§ Your task
Please quote exactly the opening lines of the data, from the first line to the one where "#[must_use]" appears.

§ Record extracts
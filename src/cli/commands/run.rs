//! `run` command: animate every configured display until stopped.

use std::sync::Arc;
use std::time::Duration;

use chrono::Utc;
use tokio::task::JoinSet;
use tokio_util::sync::CancellationToken;
use uuid::Uuid;

use crate::cli::args::RunArgs;
use crate::cli::commands::{SingleDisplay, load_source};
use crate::config::schema::TypewriterConfig;
use crate::display;
use crate::error::{RenderError, TypewriterError};
use crate::observability::{Event, EventEmitter};
use crate::typing::{EngineReport, StopReason, TypingEngine};

/// Why a run ended.
#[derive(Debug, Clone, Copy, PartialEq, Eq)]
pub enum RunEnd {
    /// The process was asked to stop.
    Cancelled,
    /// `--duration` elapsed.
    DurationElapsed,
    /// Every engine stopped on its own.
    EnginesFinished,
}

impl RunEnd {
    /// Stable label used in logs and events.
    #[must_use]
    pub const fn as_str(self) -> &'static str {
        match self {
            Self::Cancelled => "cancelled",
            Self::DurationElapsed => "duration_elapsed",
            Self::EnginesFinished => "engines_finished",
        }
    }
}

/// Outcome of [`execute`].
#[derive(Debug)]
pub struct RunSummary {
    /// Run identifier carried by `RunStarted`/`RunStopped` events.
    pub run_id: Uuid,
    /// Why the run ended.
    pub end: RunEnd,
    /// One report per started engine, in completion order.
    pub reports: Vec<EngineReport>,
    /// Displays whose engine never started.
    pub skipped: Vec<String>,
}

/// Start every configured display.
///
/// # Errors
///
/// Returns a config error if the source fails to load, an I/O error if the
/// events file or metrics listener cannot be opened, and a render error if
/// any engine stopped because its display failed.
pub async fn run(args: &RunArgs, cancel: CancellationToken) -> Result<(), TypewriterError> {
    if let Some(port) = args.metrics_port {
        crate::observability::init_metrics(Some(port))?;
        tracing::info!(port, "Prometheus metrics endpoint started");
    }

    let config = load_source(
        &args.source,
        SingleDisplay {
            prefix: args.prefix.clone(),
            cursor: args.cursor.clone(),
            output: args.output.clone(),
        },
    )?;

    let events = match args.events {
        Some(ref path) => EventEmitter::from_file(path)?,
        None => EventEmitter::noop(),
    };

    let summary = execute(&config, Arc::new(events), args.duration, cancel).await;

    for report in &summary.reports {
        tracing::info!(
            display = %report.display,
            ticks = report.ticks,
            cycles = report.cycles,
            reason = %report.stop_reason,
            "engine report"
        );
    }

    summary
        .reports
        .iter()
        .find_map(|r| match &r.stop_reason {
            StopReason::RenderFailed(msg) => Some(Err(RenderError::Failed {
                display: r.display.clone(),
                message: msg.clone(),
            }
            .into())),
            _ => None,
        })
        .unwrap_or(Ok(()))
}

/// Starts one engine per display and waits for cancellation, the optional
/// duration, or every engine to stop. All engines are stopped before
/// returning.
pub async fn execute(
    config: &TypewriterConfig,
    events: Arc<EventEmitter>,
    duration: Option<Duration>,
    cancel: CancellationToken,
) -> RunSummary {
    let run_id = Uuid::new_v4();
    events.emit(Event::RunStarted {
        timestamp: Utc::now(),
        run_id,
        displays: config.displays.len(),
    });

    let engines_cancel = cancel.child_token();
    let mut set = JoinSet::new();
    let mut skipped = Vec::new();

    for display_config in &config.displays {
        let target = display::open(
            &display_config.name,
            &display_config.output,
            display_config.decoration(),
        );
        let engine = TypingEngine::attach(
            Some(target),
            config.phrases_for(display_config),
            config.timing_for(display_config),
        );
        match engine {
            Some(engine) => {
                set.spawn(engine.with_events(Arc::clone(&events)).run(engines_cancel.clone()));
            }
            None => {
                tracing::warn!(display = %display_config.name, "no phrases, display not started");
                events.emit(Event::EngineSkipped {
                    timestamp: Utc::now(),
                    display: display_config.name.clone(),
                    reason: "no phrases".to_string(),
                });
                skipped.push(display_config.name.clone());
            }
        }
    }

    tracing::info!(%run_id, engines = set.len(), skipped = skipped.len(), "run started");

    let mut reports = Vec::new();
    let end = if set.is_empty() {
        RunEnd::EnginesFinished
    } else {
        tokio::select! {
            () = cancel.cancelled() => RunEnd::Cancelled,
            () = sleep_for(duration) => RunEnd::DurationElapsed,
            () = drain(&mut set, &mut reports) => RunEnd::EnginesFinished,
        }
    };

    engines_cancel.cancel();
    drain(&mut set, &mut reports).await;

    tracing::info!(%run_id, reason = end.as_str(), "run stopped");
    events.emit(Event::RunStopped {
        timestamp: Utc::now(),
        run_id,
        reason: end.as_str().to_string(),
    });

    RunSummary {
        run_id,
        end,
        reports,
        skipped,
    }
}

async fn sleep_for(duration: Option<Duration>) {
    match duration {
        Some(d) => tokio::time::sleep(d).await,
        None => std::future::pending().await,
    }
}

/// Collects reports until the set is empty. Cancel-safe.
async fn drain(set: &mut JoinSet<EngineReport>, reports: &mut Vec<EngineReport>) {
    while let Some(joined) = set.join_next().await {
        match joined {
            Ok(report) => reports.push(report),
            Err(e) => tracing::warn!(error = %e, "typing engine task ended abnormally"),
        }
    }
}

§ Response to the exercise
filename src/cli/commands/run.rs
//! `run` command: animate every configured display until stopped.

use std::sync::Arc;
use std::time::Duration;

use chrono::Utc;
use tokio::task::JoinSet;
use tokio_util::sync::CancellationToken;
use uuid::Uuid;

use crate::cli::args::RunArgs;
use crate::cli::commands::{SingleDisplay, load_source};
use crate::config::schema::TypewriterConfig;
use crate::display;
use crate::error::{RenderError, TypewriterError};
use crate::observability::{Event, EventEmitter};
use crate::typing::{EngineReport, StopReason, TypingEngine};

/// Why a run ended.
#[derive(Debug, Clone, Copy, PartialEq, Eq)]
pub enum RunEnd {
    /// The process was asked to stop.
    Cancelled,
    /// `--duration` elapsed.
    DurationElapsed,
    /// Every engine stopped on its own.
    EnginesFinished,
}

impl RunEnd {
    /// Stable label used in logs and events.
    #[must_use]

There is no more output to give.